What is required:
Of all the entries below, retype only the lines from the one with "impl Default for FeatureConfig" through the one with "and validate it", exactly as they appear.

──────── Dataset records

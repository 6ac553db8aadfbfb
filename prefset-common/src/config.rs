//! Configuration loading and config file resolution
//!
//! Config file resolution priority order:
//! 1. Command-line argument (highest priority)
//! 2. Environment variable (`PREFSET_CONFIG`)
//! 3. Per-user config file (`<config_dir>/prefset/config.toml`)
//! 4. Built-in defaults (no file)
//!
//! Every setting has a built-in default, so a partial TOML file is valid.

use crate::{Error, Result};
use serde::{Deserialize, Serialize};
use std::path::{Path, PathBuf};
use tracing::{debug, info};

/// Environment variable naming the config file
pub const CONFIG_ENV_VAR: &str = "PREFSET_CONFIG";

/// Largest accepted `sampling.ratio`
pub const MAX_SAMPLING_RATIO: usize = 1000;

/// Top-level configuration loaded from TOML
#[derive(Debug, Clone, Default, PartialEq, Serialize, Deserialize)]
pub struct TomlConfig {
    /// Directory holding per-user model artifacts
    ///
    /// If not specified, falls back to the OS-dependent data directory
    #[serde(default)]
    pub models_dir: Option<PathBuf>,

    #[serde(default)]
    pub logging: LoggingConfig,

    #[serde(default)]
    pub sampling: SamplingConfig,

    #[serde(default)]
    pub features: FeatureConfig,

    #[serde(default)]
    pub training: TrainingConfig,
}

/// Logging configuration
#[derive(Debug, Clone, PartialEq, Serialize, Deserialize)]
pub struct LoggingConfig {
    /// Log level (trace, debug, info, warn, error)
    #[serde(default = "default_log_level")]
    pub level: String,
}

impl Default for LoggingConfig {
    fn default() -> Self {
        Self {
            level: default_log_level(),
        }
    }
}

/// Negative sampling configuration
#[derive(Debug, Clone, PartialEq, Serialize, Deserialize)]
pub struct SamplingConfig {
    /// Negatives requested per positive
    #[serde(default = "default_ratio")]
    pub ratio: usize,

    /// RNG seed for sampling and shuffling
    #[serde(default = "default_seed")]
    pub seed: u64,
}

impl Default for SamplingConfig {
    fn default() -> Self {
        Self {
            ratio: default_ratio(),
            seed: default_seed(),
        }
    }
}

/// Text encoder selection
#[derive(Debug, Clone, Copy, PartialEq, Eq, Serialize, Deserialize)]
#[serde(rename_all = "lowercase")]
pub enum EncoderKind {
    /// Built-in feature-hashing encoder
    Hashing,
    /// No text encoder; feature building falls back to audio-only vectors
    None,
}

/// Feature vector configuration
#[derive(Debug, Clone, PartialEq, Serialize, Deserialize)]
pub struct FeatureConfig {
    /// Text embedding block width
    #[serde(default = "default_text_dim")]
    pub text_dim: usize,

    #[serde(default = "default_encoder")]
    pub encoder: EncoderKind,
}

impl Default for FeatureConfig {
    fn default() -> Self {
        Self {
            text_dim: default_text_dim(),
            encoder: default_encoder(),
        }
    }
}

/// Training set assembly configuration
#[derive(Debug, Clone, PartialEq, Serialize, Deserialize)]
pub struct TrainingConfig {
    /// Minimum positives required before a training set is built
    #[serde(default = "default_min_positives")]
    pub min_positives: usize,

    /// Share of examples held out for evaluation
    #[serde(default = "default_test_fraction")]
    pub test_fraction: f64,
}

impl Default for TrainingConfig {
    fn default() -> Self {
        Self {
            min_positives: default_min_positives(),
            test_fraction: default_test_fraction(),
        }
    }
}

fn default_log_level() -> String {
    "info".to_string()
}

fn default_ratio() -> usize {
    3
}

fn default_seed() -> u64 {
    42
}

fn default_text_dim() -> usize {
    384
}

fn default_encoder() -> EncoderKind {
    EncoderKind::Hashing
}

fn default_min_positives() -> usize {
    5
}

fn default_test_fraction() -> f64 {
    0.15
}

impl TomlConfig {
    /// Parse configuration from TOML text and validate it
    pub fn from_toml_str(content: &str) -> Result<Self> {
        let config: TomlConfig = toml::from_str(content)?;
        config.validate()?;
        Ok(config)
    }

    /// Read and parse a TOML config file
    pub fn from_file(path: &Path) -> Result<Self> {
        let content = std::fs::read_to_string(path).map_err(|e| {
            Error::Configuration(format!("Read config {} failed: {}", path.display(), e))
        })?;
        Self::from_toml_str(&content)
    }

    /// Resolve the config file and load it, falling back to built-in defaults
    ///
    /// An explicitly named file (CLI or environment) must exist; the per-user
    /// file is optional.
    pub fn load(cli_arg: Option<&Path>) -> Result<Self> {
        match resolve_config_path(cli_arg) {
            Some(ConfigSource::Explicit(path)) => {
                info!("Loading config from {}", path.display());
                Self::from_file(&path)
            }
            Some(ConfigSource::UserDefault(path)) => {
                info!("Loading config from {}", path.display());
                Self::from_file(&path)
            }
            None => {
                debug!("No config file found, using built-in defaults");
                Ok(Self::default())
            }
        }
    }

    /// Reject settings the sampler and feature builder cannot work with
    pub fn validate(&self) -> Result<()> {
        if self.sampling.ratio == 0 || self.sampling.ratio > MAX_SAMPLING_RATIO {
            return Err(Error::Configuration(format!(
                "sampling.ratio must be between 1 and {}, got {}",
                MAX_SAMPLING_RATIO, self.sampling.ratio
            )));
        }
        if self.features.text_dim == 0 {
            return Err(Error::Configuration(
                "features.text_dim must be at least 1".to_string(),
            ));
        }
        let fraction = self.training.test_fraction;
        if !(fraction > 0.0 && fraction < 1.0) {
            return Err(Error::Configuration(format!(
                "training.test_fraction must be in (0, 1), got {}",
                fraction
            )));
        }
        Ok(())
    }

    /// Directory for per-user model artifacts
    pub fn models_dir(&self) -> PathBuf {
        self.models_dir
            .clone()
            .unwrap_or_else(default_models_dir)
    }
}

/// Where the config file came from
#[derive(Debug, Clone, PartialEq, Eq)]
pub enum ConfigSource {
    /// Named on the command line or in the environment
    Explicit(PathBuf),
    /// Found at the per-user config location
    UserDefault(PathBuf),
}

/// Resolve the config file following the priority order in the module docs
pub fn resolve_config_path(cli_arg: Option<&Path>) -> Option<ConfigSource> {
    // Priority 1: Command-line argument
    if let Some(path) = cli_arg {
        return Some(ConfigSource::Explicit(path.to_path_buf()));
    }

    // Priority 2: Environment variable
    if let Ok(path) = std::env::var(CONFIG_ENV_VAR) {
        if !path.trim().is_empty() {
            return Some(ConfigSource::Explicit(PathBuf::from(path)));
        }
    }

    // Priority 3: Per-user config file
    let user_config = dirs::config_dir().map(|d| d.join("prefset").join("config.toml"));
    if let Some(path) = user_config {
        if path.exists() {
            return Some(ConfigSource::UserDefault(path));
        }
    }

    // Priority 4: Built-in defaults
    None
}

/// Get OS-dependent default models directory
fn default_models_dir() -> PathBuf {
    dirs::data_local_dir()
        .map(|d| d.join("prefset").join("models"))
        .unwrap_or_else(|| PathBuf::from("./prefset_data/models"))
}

────────────────

Result for this exercise:
impl Default for FeatureConfig {
    fn default() -> Self {
        Self {
            text_dim: default_text_dim(),
            encoder: default_encoder(),
        }
    }
}

/// Training set assembly configuration
#[derive(Debug, Clone, PartialEq, Serialize, Deserialize)]
pub struct TrainingConfig {
    /// Minimum positives required before a training set is built
    #[serde(default = "default_min_positives")]
    pub min_positives: usize,

    /// Share of examples held out for evaluation
    #[serde(default = "default_test_fraction")]
    pub test_fraction: f64,
}

impl Default for TrainingConfig {
    fn default() -> Self {
        Self {
            min_positives: default_min_positives(),
            test_fraction: default_test_fraction(),
        }
    }
}

fn default_log_level() -> String {
    "info".to_string()
}

fn default_ratio() -> usize {
    3
}

fn default_seed() -> u64 {
    42
}

fn default_text_dim() -> usize {
    384
}

fn default_encoder() -> EncoderKind {
    EncoderKind::Hashing
}

fn default_min_positives() -> usize {
    5
}

fn default_test_fraction() -> f64 {
    0.15
}

impl TomlConfig {
    /// Parse configuration from TOML text and validate it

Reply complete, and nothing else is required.